2. Measuring jitter from a script

Once you have a PointProcess that represents the periods in the Sound, you can select it and choose some Get jitter commands from the Query submenu.

3. Measuring shimmer from a script

Once you have a PointProcess that represents the periods in the Sound, you can select it together with the Sound, then choose some Get shimmer commands from the Query submenu.

4. Getting the whole voice report from a script

If you select the Sound, the Pitch, and the PointProcess together (all three), there will be a button that says Voice report.... If you press it, the voice report will be written to the Info window. This is identical to the voice report in the Sound window, although you will have to specify the time range by manually typing it.

In a script, you can get the jitter and shimmer from the voice report by doing something like:

    voiceReport$ = Voice report: 0, 0, 75, 500, 1.3, 1.6, 0.03, 0.45
    jitter = extractNumber (voiceReport$, “Jitter (local): ”)
    shimmer = extractNumber (voiceReport$, “Shimmer (local): ”)
    writeInfoLine: “Jitter = ”, percent$ (jitter, 3), “, shimmer = ”, percent$ (shimmer, 3)

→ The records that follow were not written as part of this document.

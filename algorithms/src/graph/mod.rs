pub mod mst;
pub mod union_find;
pub mod weighted;

pub use mst::{build_mst, kruskal, prim, MstStrategy};
pub use weighted::{Weight, WeightedGraph};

5. Disadvantage of automating voice analysis

In all the commands mentioned above, you have to guess the time range, and you would usually supply “0.0” and “0.0”, in which case you will get the average jitter and shimmer for the whole sound. This may include parts of the sound that you are often not interested in, such as false starts. You do not have these problems when asking for a voice report in the sound window, because there you would make an explicit time selection by hand after judging what part of the sound is relevant.